Navy SEAL To Plead Not Guilty To War Crimes, Including Killing ISIS Teen

January 4, 2019

Updated at 11:35 a.m. ET

Edward Gallagher was a decorated 19-year Navy veteran on his eighth tour of duty. And military prosecutors say that while serving in Mosul, Iraq, in 2017, he snapped.

Gallagher plans to plead not guilty to multiple charges of war crimes at his arraignment hearing Friday at Naval Base San Diego, attorney Phillip Stackhouse told NPR.

Prosecutors say the Navy SEAL fired indiscriminately into Iraqi crowds. They say he shot an elderly man carting a water jug in Mosul, as well as a girl walking along a riverbank there, the AP reported. They also say Gallagher fatally stabbed an injured teenage Islamic State prisoner while another U.S. medic was working to save his life.

“I got him with my hunting knife”

According to the charge sheet, Gallagher is accused of committing premeditated murder against the wounded teen by “stabbing him in the neck and body with a knife.” At a November preliminary hearing, prosecutors elaborated: After Iraqis called in an airstrike on a building, they captured a wounded ISIS fighter who was about 15 years old, Naval Criminal Investigative Service Special Agent Joe Warpinski told the court, according to the military trade publication Task & Purpose. The Iraqis turned the fighter over to the Navy SEALs, and medics began treating him for shrapnel in his left leg and difficulty breathing.

While one SEAL medic was treating the teen, Navy investigators say Gallagher walked up without saying a word, took out a handmade knife, and stabbed the teen several times in the head and neck, the medic told military investigators, according to The New York Times. Afterward, Gallagher posed for photos next to the body, prosecutors said.

Gallagher then completed his re-enlistment ceremony next to the body, prosecutors allege. Later, Gallagher allegedly texted one of the photos to a fellow SEAL, along with the text: “I got him with my hunting knife.”
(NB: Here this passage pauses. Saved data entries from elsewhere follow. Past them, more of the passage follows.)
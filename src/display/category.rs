//! Category and tag display formatting

use crate::models::{Category, Tag};

pub fn format_category_list(categories: &[Category]) -> String {
    if categories.is_empty() {
        return "No categories found.".to_string();
    }

    let mut output = String::new();
    for (position, category) in categories.iter().enumerate() {
        output.push_str(&format!(
            "{:>3}. {:<24} #{:06x}  {}\n",
            position + 1,
            category.name.as_str(),
            category.color & 0x00ff_ffff,
            category.id
        ));
    }
    output
}

pub fn format_tag_list(tags: &[Tag]) -> String {
    if tags.is_empty() {
        return "No tags found.".to_string();
    }

    let mut output = String::new();
    for tag in tags {
        output.push_str(&format!(
            "#{:<24} {}  created {}\n",
            tag.name.as_str(),
            tag.id,
            tag.creation_timestamp.format("%Y-%m-%d")
        ));
    }
    output
}
//! Transaction CLI commands
//!
//! Implements CLI commands for recording income, expenses and transfers,
//! settling planned payments and browsing the register.

use chrono::Utc;
use clap::{Args, Subcommand};

use super::{parse_datetime, parse_money};
use crate::display::transaction::{
    format_transaction_details, format_transaction_register, Names,
};
use crate::error::WalletResult;
use crate::models::{TransactionTime, TransactionType};
use crate::services::{
    AccountService, CategoryService, FlowInput, TagService, TransactionService, TransferInput,
};
use crate::storage::Storage;

/// Arguments shared by income and expense
#[derive(Args)]
pub struct FlowArgs {
    /// Account name or ID
    account: String,
    /// Amount (e.g. "50.00")
    amount: String,
    /// Title
    #[arg(short, long)]
    title: Option<String>,
    /// Description
    #[arg(long)]
    description: Option<String>,
    /// Category name or ID
    #[arg(short, long)]
    category: Option<String>,
    /// Date (YYYY-MM-DD or YYYY-MM-DD HH:MM), defaults to now
    #[arg(short, long)]
    date: Option<String>,
    /// Record as a planned payment due at the date
    #[arg(long)]
    planned: bool,
    /// Tag name (repeatable)
    #[arg(long = "tag")]
    tags: Vec<String>,
}

/// Transaction subcommands
#[derive(Subcommand)]
pub enum TransactionCommands {
    /// Record income into an account
    Income(FlowArgs),
    /// Record an expense from an account
    Expense(FlowArgs),
    /// Move money between two accounts
    Transfer {
        /// Source account name or ID
        from: String,
        /// Destination account name or ID
        to: String,
        /// Amount leaving the source account
        amount: String,
        /// Amount arriving, when the accounts use different currencies
        #[arg(long)]
        receive: Option<String>,
        /// Title
        #[arg(short, long)]
        title: Option<String>,
        /// Description
        #[arg(long)]
        description: Option<String>,
        /// Date (YYYY-MM-DD or YYYY-MM-DD HH:MM), defaults to now
        #[arg(short, long)]
        date: Option<String>,
        /// Record as a planned transfer due at the date
        #[arg(long)]
        planned: bool,
    },
    /// Settle a planned transaction
    Settle {
        /// Transaction ID
        id: String,
        /// Settlement date, defaults to now
        #[arg(short, long)]
        date: Option<String>,
    },
    /// List transactions
    List {
        /// Filter by account name or ID
        #[arg(short, long)]
        account: Option<String>,
        /// Filter by type (income, expense, transfer)
        #[arg(short = 'T', long = "type")]
        transaction_type: Option<String>,
        /// Only planned transactions
        #[arg(long)]
        planned: bool,
        /// Number of transactions to show
        #[arg(short, long, default_value = "20")]
        limit: usize,
    },
    /// Show transaction details
    Show {
        /// Transaction ID
        id: String,
    },
    /// Set or clear the category of a transaction
    Categorize {
        /// Transaction ID
        id: String,
        /// Category name or ID; omit to clear
        category: Option<String>,
    },
    /// Remove a transaction
    Remove {
        /// Transaction ID
        id: String,
    },
}

fn transaction_time(date: Option<&str>, planned: bool) -> WalletResult<TransactionTime> {
    let at = match date {
        Some(date) => parse_datetime(date)?,
        None => Utc::now(),
    };
    Ok(if planned {
        TransactionTime::Due(at)
    } else {
        TransactionTime::Actual(at)
    })
}

fn flow_input(storage: &Storage, args: FlowArgs) -> WalletResult<FlowInput> {
    let account = AccountService::new(storage).require(&args.account)?;
    let category = match args.category.as_deref() {
        Some(name) => Some(CategoryService::new(storage).require(name)?.id),
        None => None,
    };
    let tag_service = TagService::new(storage);
    let tags = args
        .tags
        .iter()
        .map(|name| tag_service.require(name).map(|tag| tag.id))
        .collect::<WalletResult<Vec<_>>>()?;

    Ok(FlowInput {
        account: account.id,
        amount: parse_money(&args.amount)?,
        title: args.title,
        description: args.description,
        category,
        time: transaction_time(args.date.as_deref(), args.planned)?,
        tags,
    })
}

/// Handle a transaction command
pub fn handle_transaction_command(
    storage: &Storage,
    cmd: TransactionCommands,
) -> WalletResult<()> {
    let service = TransactionService::new(storage);
    let account_service = AccountService::new(storage);

    match cmd {
        TransactionCommands::Income(args) => {
            let txn = service.add_income(flow_input(storage, args)?)?;
            println!("Recorded income {} ({})", txn.kind.primary_value(), txn.id);
        }

        TransactionCommands::Expense(args) => {
            let txn = service.add_expense(flow_input(storage, args)?)?;
            println!("Recorded expense {} ({})", txn.kind.primary_value(), txn.id);
        }

        TransactionCommands::Transfer {
            from,
            to,
            amount,
            receive,
            title,
            description,
            date,
            planned,
        } => {
            let from = account_service.require(&from)?;
            let to = account_service.require(&to)?;
            let txn = service.add_transfer(TransferInput {
                from: from.id,
                amount: parse_money(&amount)?,
                to: to.id,
                to_amount: receive.as_deref().map(parse_money).transpose()?,
                title,
                description,
                time: transaction_time(date.as_deref(), planned)?,
            })?;
            println!("Recorded transfer {} -> {} ({})", from.name, to.name, txn.id);
        }

        TransactionCommands::Settle { id, date } => {
            let found = service.require(&id)?;
            let at = match date {
                Some(date) => parse_datetime(&date)?,
                None => Utc::now(),
            };
            let settled = service.settle(found.id, at)?;
            println!(
                "Settled {} on {}",
                settled.id,
                settled.timestamp().format("%Y-%m-%d")
            );
        }

        TransactionCommands::List {
            account,
            transaction_type,
            planned,
            limit,
        } => {
            let mut transactions = match account {
                Some(account) => {
                    let account = account_service.require(&account)?;
                    service.list_for_account(account.id)?
                }
                None => service.list()?,
            };
            if let Some(kind) = transaction_type {
                let kind = TransactionType::parse(&kind).ok_or_else(|| {
                    crate::error::WalletError::Validation(format!(
                        "Invalid transaction type: '{}'. Valid types: income, expense, transfer",
                        kind
                    ))
                })?;
                transactions.retain(|t| t.transaction_type() == kind);
            }
            if planned {
                transactions.retain(|t| !t.settled());
            }
            transactions.truncate(limit);

            let accounts = storage.accounts.find_all(true)?;
            let categories = storage.categories.find_all(true)?;
            let names = Names::new(&accounts, &categories);
            print!("{}", format_transaction_register(&transactions, &names));
        }

        TransactionCommands::Show { id } => {
            let txn = service.require(&id)?;
            let accounts = storage.accounts.find_all(true)?;
            let categories = storage.categories.find_all(true)?;
            let names = Names::new(&accounts, &categories);
            print!("{}", format_transaction_details(&txn, &names));
        }

        TransactionCommands::Categorize { id, category } => {
            let txn = service.require(&id)?;
            let category = match category {
                Some(name) => Some(CategoryService::new(storage).require(&name)?),
                None => None,
            };
            service.set_category(txn.id, category.as_ref().map(|c| c.id))?;
            match category {
                Some(category) => println!("Categorized {} as {}", txn.id, category.name),
                None => println!("Cleared category of {}", txn.id),
            }
        }

        TransactionCommands::Remove { id } => {
            let txn = service.require(&id)?;
            let removed = service.remove(txn.id)?;
            println!("Removed transaction {}", removed.id);
        }
    }

    Ok(())
}
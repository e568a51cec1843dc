use chrono::{DateTime, Utc};
use uuid::Uuid;

use crate::models::{AssociationId, NotBlankTrimmedString, Tag, TagId};
use crate::storage::records::{TagAssociationRecord, TagRecord};

use super::MappingError;

pub fn to_domain(record: &TagRecord) -> Result<Tag, MappingError> {
    let name = NotBlankTrimmedString::new(&record.name)
        .map_err(MappingError::invalid(record.id, "name"))?;

    Ok(Tag {
        id: TagId::from_uuid(record.id),
        name,
        color: record.color,
        creation_timestamp: record.created_at,
        removed: record.is_deleted,
        last_updated: record.last_updated.unwrap_or(record.created_at),
    })
}

pub fn to_record(tag: &Tag) -> TagRecord {
    TagRecord {
        id: *tag.id.as_uuid(),
        name: tag.name.as_str().to_string(),
        color: tag.color,
        created_at: tag.creation_timestamp,
        is_deleted: tag.removed,
        last_updated: Some(tag.last_updated),
    }
}

/// A fresh association row linking `tag` to `associated`
pub fn association_record(
    tag: TagId,
    associated: AssociationId,
    synced_at: DateTime<Utc>,
) -> TagAssociationRecord {
    TagAssociationRecord {
        id: Uuid::new_v4(),
        tag_id: *tag.as_uuid(),
        associated_id: *associated.as_uuid(),
        last_synced: synced_at,
    }
}

#[cfg(test)]
mod tests {
    use super::*;

    #[test]
    fn test_round_trip() {
        let tag = Tag::new(NotBlankTrimmedString::new("vacation").unwrap());
        assert_eq!(to_domain(&to_record(&tag)).unwrap(), tag);
    }

    #[test]
    fn test_missing_last_updated_falls_back_to_creation() {
        let tag = Tag::new(NotBlankTrimmedString::new("work").unwrap());
        let mut record = to_record(&tag);
        record.last_updated = None;

        let back = to_domain(&record).unwrap();
        assert_eq!(back.last_updated, tag.creation_timestamp);
    }

    #[test]
    fn test_association_record_links_ids() {
        let tag = TagId::new();
        let target = AssociationId::new();
        let record = association_record(tag, target, Utc::now());

        assert_eq!(record.tag_id, *tag.as_uuid());
        assert_eq!(record.associated_id, *target.as_uuid());
    }
}
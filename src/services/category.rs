//! Category service
//!
//! Categories are kept in manual order; new ones go to the end. Removal is a
//! soft delete, so transactions keep pointing at a valid category.

use crate::error::{WalletError, WalletResult};
use crate::models::{Category, CategoryId, NotBlankTrimmedString};
use crate::storage::Storage;

pub struct CategoryService<'a> {
    storage: &'a Storage,
}

impl<'a> CategoryService<'a> {
    pub fn new(storage: &'a Storage) -> Self {
        Self { storage }
    }

    fn validated_name(&self, name: &str, current: Option<CategoryId>) -> WalletResult<NotBlankTrimmedString> {
        let name = NotBlankTrimmedString::new(name)
            .map_err(|_| WalletError::Validation("Category name cannot be empty".into()))?;
        if let Some(existing) = self.storage.categories.find_by_name(name.as_str())? {
            if Some(existing.id) != current {
                return Err(WalletError::Duplicate {
                    entity_type: "Category",
                    identifier: name.as_str().to_string(),
                });
            }
        }
        Ok(name)
    }

    /// Create a category at the end of the manual order
    pub fn create(&self, name: &str, color: Option<i32>) -> WalletResult<Category> {
        let name = self.validated_name(name, None)?;
        let order_num = self
            .storage
            .categories
            .find_max_order_num()?
            .map_or(0.0, |max| max + 1.0);

        let mut category = Category::new(name).with_order_num(order_num);
        if let Some(color) = color {
            category = category.with_color(color);
        }
        self.storage.categories.save(category.clone())?;

        tracing::info!(category = %category.name, "category created");
        Ok(category)
    }

    pub fn get(&self, id: CategoryId) -> WalletResult<Option<Category>> {
        self.storage.categories.find_by_id(id)
    }

    /// Find a category by name or ID string
    pub fn find(&self, identifier: &str) -> WalletResult<Option<Category>> {
        if let Some(category) = self.storage.categories.find_by_name(identifier)? {
            return Ok(Some(category));
        }
        if let Ok(id) = identifier.trim().parse::<CategoryId>() {
            return self.get(id);
        }
        Ok(self
            .storage
            .categories
            .find_all(true)?
            .into_iter()
            .find(|c| c.id.to_string() == identifier.trim()))
    }

    pub fn require(&self, identifier: &str) -> WalletResult<Category> {
        self.find(identifier)?
            .ok_or_else(|| WalletError::category_not_found(identifier))
    }

    pub fn list(&self) -> WalletResult<Vec<Category>> {
        self.storage.categories.find_all(false)
    }

    pub fn rename(&self, id: CategoryId, new_name: &str) -> WalletResult<Category> {
        let category = self
            .get(id)?
            .ok_or_else(|| WalletError::category_not_found(id.to_string()))?;
        let name = self.validated_name(new_name, Some(id))?;

        let category = category.with_name(name);
        self.storage.categories.save(category.clone())?;
        Ok(category)
    }

    /// Move a category to `position` (0-based) in the manual order.
    /// Every category gets a fresh, evenly spaced order number.
    pub fn reorder(&self, id: CategoryId, position: usize) -> WalletResult<Vec<Category>> {
        let mut categories = self.list()?;
        let index = categories
            .iter()
            .position(|c| c.id == id)
            .ok_or_else(|| WalletError::category_not_found(id.to_string()))?;

        let moved = categories.remove(index);
        let position = position.min(categories.len());
        categories.insert(position, moved);

        let reordered: Vec<Category> = categories
            .into_iter()
            .enumerate()
            .map(|(i, c)| c.with_order_num(i as f64))
            .collect();
        self.storage.categories.save_many(reordered.clone())?;
        Ok(reordered)
    }

    /// Soft delete
    pub fn remove(&self, id: CategoryId) -> WalletResult<Category> {
        let category = self
            .get(id)?
            .ok_or_else(|| WalletError::category_not_found(id.to_string()))?;
        if category.removed {
            return Err(WalletError::Validation("Category is already removed".into()));
        }

        let category = category.mark_removed();
        self.storage.categories.save(category.clone())?;

        tracing::info!(category = %category.name, "category removed");
        Ok(category)
    }
}
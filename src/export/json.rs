//! JSON Export functionality
//!
//! Exports the complete ledger to JSON format with schema versioning.

use std::collections::HashSet;
use std::io::Write;

use chrono::{DateTime, Utc};
use serde::{Deserialize, Serialize};

use crate::error::{WalletError, WalletResult};
use crate::models::{Account, Category, Tag, Transaction};
use crate::storage::records::ExchangeRateRecord;
use crate::storage::Storage;

/// Current export schema version
pub const EXPORT_SCHEMA_VERSION: &str = "1.0.0";

/// Full ledger export structure
#[derive(Debug, Clone, Serialize, Deserialize)]
pub struct FullExport {
    /// Schema version for compatibility checking
    pub schema_version: String,

    pub exported_at: DateTime<Utc>,

    /// Application version that created the export
    pub app_version: String,

    pub base_currency: String,

    /// All accounts, archived ones included
    pub accounts: Vec<Account>,

    pub categories: Vec<Category>,

    pub transactions: Vec<Transaction>,

    pub tags: Vec<Tag>,

    #[serde(default)]
    pub exchange_rates: Vec<ExchangeRateRecord>,

    pub metadata: ExportMetadata,
}

#[derive(Debug, Clone, Serialize, Deserialize)]
pub struct ExportMetadata {
    pub account_count: usize,
    pub category_count: usize,
    pub transaction_count: usize,
    pub tag_count: usize,

    /// Earliest transaction time
    pub earliest_transaction: Option<DateTime<Utc>>,

    /// Latest transaction time
    pub latest_transaction: Option<DateTime<Utc>>,
}

impl FullExport {
    /// Snapshot everything in `storage`, soft-deleted entities included
    pub fn from_storage(storage: &Storage) -> WalletResult<Self> {
        let accounts = storage.accounts.find_all(true)?;
        let categories = storage.categories.find_all(true)?;
        let transactions = storage.transactions.find_all(true)?;
        let tags = storage.tags.find_all(true)?;
        let exchange_rates = storage.rates.list()?;

        let metadata = ExportMetadata {
            account_count: accounts.len(),
            category_count: categories.len(),
            transaction_count: transactions.len(),
            tag_count: tags.len(),
            earliest_transaction: transactions.iter().map(Transaction::timestamp).min(),
            latest_transaction: transactions.iter().map(Transaction::timestamp).max(),
        };

        Ok(Self {
            schema_version: EXPORT_SCHEMA_VERSION.to_string(),
            exported_at: Utc::now(),
            app_version: env!("CARGO_PKG_VERSION").to_string(),
            base_currency: storage.base_currency().as_str().to_string(),
            accounts,
            categories,
            transactions,
            tags,
            exchange_rates,
            metadata,
        })
    }

    /// Check the schema version and that transactions only reference
    /// exported accounts, categories and tags
    pub fn validate(&self) -> Result<(), String> {
        if self.schema_version != EXPORT_SCHEMA_VERSION {
            return Err(format!(
                "Schema version mismatch: expected {}, got {}",
                EXPORT_SCHEMA_VERSION, self.schema_version
            ));
        }

        let account_ids: HashSet<_> = self.accounts.iter().map(|a| a.id).collect();
        let category_ids: HashSet<_> = self.categories.iter().map(|c| c.id).collect();
        let tag_ids: HashSet<_> = self.tags.iter().map(|t| t.id).collect();

        for txn in &self.transactions {
            let mut referenced = vec![txn.kind.primary_account()];
            referenced.extend(txn.kind.to_account());
            if let Some(missing) = referenced.iter().find(|a| !account_ids.contains(*a)) {
                return Err(format!(
                    "Transaction {} references unknown account {}",
                    txn.id, missing
                ));
            }
            if let Some(cat_id) = txn.category {
                if !category_ids.contains(&cat_id) {
                    return Err(format!(
                        "Transaction {} references unknown category {}",
                        txn.id, cat_id
                    ));
                }
            }
            if let Some(tag) = txn.tags.iter().find(|t| !tag_ids.contains(*t)) {
                return Err(format!(
                    "Transaction {} references unknown tag {}",
                    txn.id, tag
                ));
            }
        }

        Ok(())
    }
}

/// Export the full ledger to JSON
pub fn export_full_json<W: Write>(storage: &Storage, writer: &mut W, pretty: bool) -> WalletResult<()> {
    let export = FullExport::from_storage(storage)?;

    if pretty {
        serde_json::to_writer_pretty(writer, &export)
    } else {
        serde_json::to_writer(writer, &export)
    }
    .map_err(|e| WalletError::Export(e.to_string()))?;

    Ok(())
}

/// Parse and validate a JSON export
pub fn import_from_json(json_str: &str) -> WalletResult<FullExport> {
    let export: FullExport =
        serde_json::from_str(json_str).map_err(|e| WalletError::Import(e.to_string()))?;

    export.validate().map_err(WalletError::Import)?;

    Ok(export)
}
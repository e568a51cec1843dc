//! Category model
//!
//! Categories are a flat list ordered manually through `order_num`.

use chrono::{DateTime, Utc};
use serde::{Deserialize, Serialize};
use std::fmt;

use super::ids::CategoryId;
use super::primitives::NotBlankTrimmedString;

/// A transaction category (e.g., "Groceries", "Salary")
#[derive(Debug, Clone, PartialEq, Serialize, Deserialize)]
pub struct Category {
    pub id: CategoryId,

    pub name: NotBlankTrimmedString,

    /// ARGB color used by front ends
    pub color: i32,

    pub icon: Option<String>,

    /// Manual sort position; lower sorts first
    pub order_num: f64,

    /// Soft-delete flag
    pub removed: bool,

    pub last_updated: DateTime<Utc>,
}

impl Category {
    pub fn new(name: NotBlankTrimmedString) -> Self {
        Self {
            id: CategoryId::new(),
            name,
            color: 0,
            icon: None,
            order_num: 0.0,
            removed: false,
            last_updated: Utc::now(),
        }
    }

    pub fn with_order_num(mut self, order_num: f64) -> Self {
        self.order_num = order_num;
        self.last_updated = Utc::now();
        self
    }

    pub fn with_name(mut self, name: NotBlankTrimmedString) -> Self {
        self.name = name;
        self.last_updated = Utc::now();
        self
    }

    pub fn with_color(mut self, color: i32) -> Self {
        self.color = color;
        self
    }

    /// Returns a copy flagged as removed
    pub fn mark_removed(mut self) -> Self {
        self.removed = true;
        self.last_updated = Utc::now();
        self
    }
}

impl fmt::Display for Category {
    fn fmt(&self, f: &mut fmt::Formatter<'_>) -> fmt::Result {
        write!(f, "{}", self.name)
    }
}
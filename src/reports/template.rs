//! Saved report filters

use chrono::{DateTime, Utc};
use serde::{Deserialize, Serialize};
use uuid::Uuid;

use crate::models::{AccountId, Money, NotBlankTrimmedString, TransactionType};
use crate::storage::records::Record;

use super::filter::{CategoryKey, PlannedPaymentType, TimePeriod};

/// Serializable form of a [`ReportFilter`](super::ReportFilter).
/// Accounts and categories are kept by id only.
#[derive(Debug, Clone, Default, PartialEq, Serialize, Deserialize)]
pub struct FilterSnapshot {
    #[serde(default)]
    pub types: Vec<TransactionType>,
    #[serde(default)]
    pub period: Option<TimePeriod>,
    #[serde(default)]
    pub accounts: Vec<AccountId>,
    #[serde(default)]
    pub categories: Vec<CategoryKey>,
    #[serde(default)]
    pub min_amount: Option<Money>,
    #[serde(default)]
    pub max_amount: Option<Money>,
    #[serde(default)]
    pub include_keywords: Vec<String>,
    #[serde(default)]
    pub exclude_keywords: Vec<String>,
    #[serde(default)]
    pub planned: Vec<PlannedPaymentType>,
    #[serde(default)]
    pub transfers_as_income_expense: bool,
}

#[derive(Debug, Clone, PartialEq, Serialize, Deserialize)]
pub struct ReportTemplate {
    pub id: Uuid,
    pub name: String,
    pub filter: FilterSnapshot,
    pub created_at: DateTime<Utc>,
}

impl ReportTemplate {
    pub fn new(name: NotBlankTrimmedString, filter: FilterSnapshot, created_at: DateTime<Utc>) -> Self {
        Self {
            id: Uuid::new_v4(),
            name: name.as_str().to_string(),
            filter,
            created_at,
        }
    }
}

impl Record for ReportTemplate {
    fn id(&self) -> Uuid {
        self.id
    }
}
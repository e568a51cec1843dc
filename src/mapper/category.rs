use crate::models::{Category, CategoryId, NotBlankTrimmedString};
use crate::storage::records::CategoryRecord;

use super::MappingError;

pub fn to_domain(record: &CategoryRecord) -> Result<Category, MappingError> {
    let name = NotBlankTrimmedString::new(&record.name)
        .map_err(MappingError::invalid(record.id, "name"))?;

    Ok(Category {
        id: CategoryId::from_uuid(record.id),
        name,
        color: record.color,
        icon: record.icon.clone(),
        order_num: record.order_num,
        removed: record.is_deleted,
        last_updated: record.last_updated.unwrap_or_default(),
    })
}

pub fn to_record(category: &Category) -> CategoryRecord {
    CategoryRecord {
        id: *category.id.as_uuid(),
        name: category.name.as_str().to_string(),
        color: category.color,
        icon: category.icon.clone(),
        order_num: category.order_num,
        is_deleted: category.removed,
        last_updated: Some(category.last_updated),
    }
}
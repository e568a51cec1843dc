//! CLI command handlers
//!
//! This module contains the implementation of CLI commands,
//! bridging the clap argument parsing with the service layer.

pub mod account;
pub mod category;
pub mod export;
pub mod import;
pub mod rates;
pub mod report;
pub mod tag;
pub mod transaction;

pub use account::{handle_account_command, AccountCommands};
pub use category::{handle_category_command, CategoryCommands};
pub use export::{handle_export_command, ExportCommands};
pub use import::{handle_import_command, ImportCommands};
pub use rates::{handle_rates_command, RatesCommands};
pub use report::{handle_report_command, ReportArgs};
pub use tag::{handle_tag_command, TagCommands};
pub use transaction::{handle_transaction_command, TransactionCommands};

use chrono::{DateTime, NaiveDate, NaiveDateTime, TimeZone, Utc};

use crate::error::{WalletError, WalletResult};
use crate::models::Money;

/// Parse a user-entered amount such as `12.50` or `$12`
pub(crate) fn parse_money(input: &str) -> WalletResult<Money> {
    Money::parse(input).map_err(|e| {
        WalletError::Validation(format!(
            "Invalid amount '{}'. Use a format like '12.50'. Error: {}",
            input, e
        ))
    })
}

/// Parse `YYYY-MM-DD` (midnight UTC), `YYYY-MM-DD HH:MM` or RFC 3339
pub(crate) fn parse_datetime(input: &str) -> WalletResult<DateTime<Utc>> {
    let input = input.trim();
    if let Ok(at) = DateTime::parse_from_rfc3339(input) {
        return Ok(at.with_timezone(&Utc));
    }
    for format in ["%Y-%m-%d %H:%M:%S", "%Y-%m-%d %H:%M"] {
        if let Ok(naive) = NaiveDateTime::parse_from_str(input, format) {
            return Ok(Utc.from_utc_datetime(&naive));
        }
    }
    NaiveDate::parse_from_str(input, "%Y-%m-%d")
        .ok()
        .and_then(|date| date.and_hms_opt(0, 0, 0))
        .map(|naive| Utc.from_utc_datetime(&naive))
        .ok_or_else(|| {
            WalletError::Validation(format!(
                "Invalid date '{}'. Use YYYY-MM-DD or YYYY-MM-DD HH:MM",
                input
            ))
        })
}

#[cfg(test)]
mod tests {
    use super::*;

    #[test]
    fn test_parse_money() {
        assert_eq!(parse_money("12.50").unwrap(), Money::from_cents(1250));
        assert!(parse_money("twelve").unwrap_err().is_validation());
    }

    #[test]
    fn test_parse_datetime_formats() {
        let midnight = parse_datetime("2025-03-01").unwrap();
        assert_eq!(midnight, Utc.with_ymd_and_hms(2025, 3, 1, 0, 0, 0).unwrap());
        let minute = parse_datetime("2025-03-01 14:30").unwrap();
        assert_eq!(minute, Utc.with_ymd_and_hms(2025, 3, 1, 14, 30, 0).unwrap());
        assert!(parse_datetime("2025-03-01T14:30:00Z").is_ok());
        assert!(parse_datetime("March 1st").is_err());
    }
}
Prosecutors say there were three eyewitnesses, according to Task & Purpose. Gallagher’s attorney told the court the teen died from injuries from the airstrike, despite Gallagher’s attempt to save him, the AP reported.

Additional charges

One month after that alleged incident, while Gallagher was stationed with a sniper rifle in a tower near the Tigris River, prosecutors say he allegedly shot and wounded an elderly Iraqi citizen walking along a road and carrying a water jug. In July 2017, he allegedly shot a young girl from the same location. Some SEALs were so concerned about his actions, investigators said, that they tampered with his rifle to make it less accurate. They would even fire warning shots to clear areas of civilians, investigators said.

The Navy arrested Gallagher in September to stop him from intimidating witnesses, prosecutors said. During the November hearing, Navy prosecutor Chris Czaplak said Gallagher had damaged the reputation of the United States, the Times reported.

“Does the public still believe we are the good guys, because Chief Gallagher decided to act like the monster the terrorists accuse us of being?” Czaplak said. “He handed ISIS propaganda manna from heaven. His actions are everything ISIS says we are.”

If convicted, Gallagher faces up to life in prison.

“This is not who Eddie is,” his wife, Andrea Gallagher, told the Times in November. “He is a lifesaver. He is that guy who runs into the burning building when other people are running out.”

Stackhouse previously told NBC that witnesses provided conflicting statements, and that “if we are allowed to present our case, at the end of the day, Eddie will be acquitted of the charges.” In November Stackhouse told the Times that the SEALs who made the allegations against Gallagher were disgruntled because they couldn’t meet his demanding standards. “I promise you, we will call many more SEALs who will say none of this ever happened,” Stackhouse said.

In December, Stackhouse told Fox News he would “very much appreciate the president taking a look at Eddie Gallagher’s case.”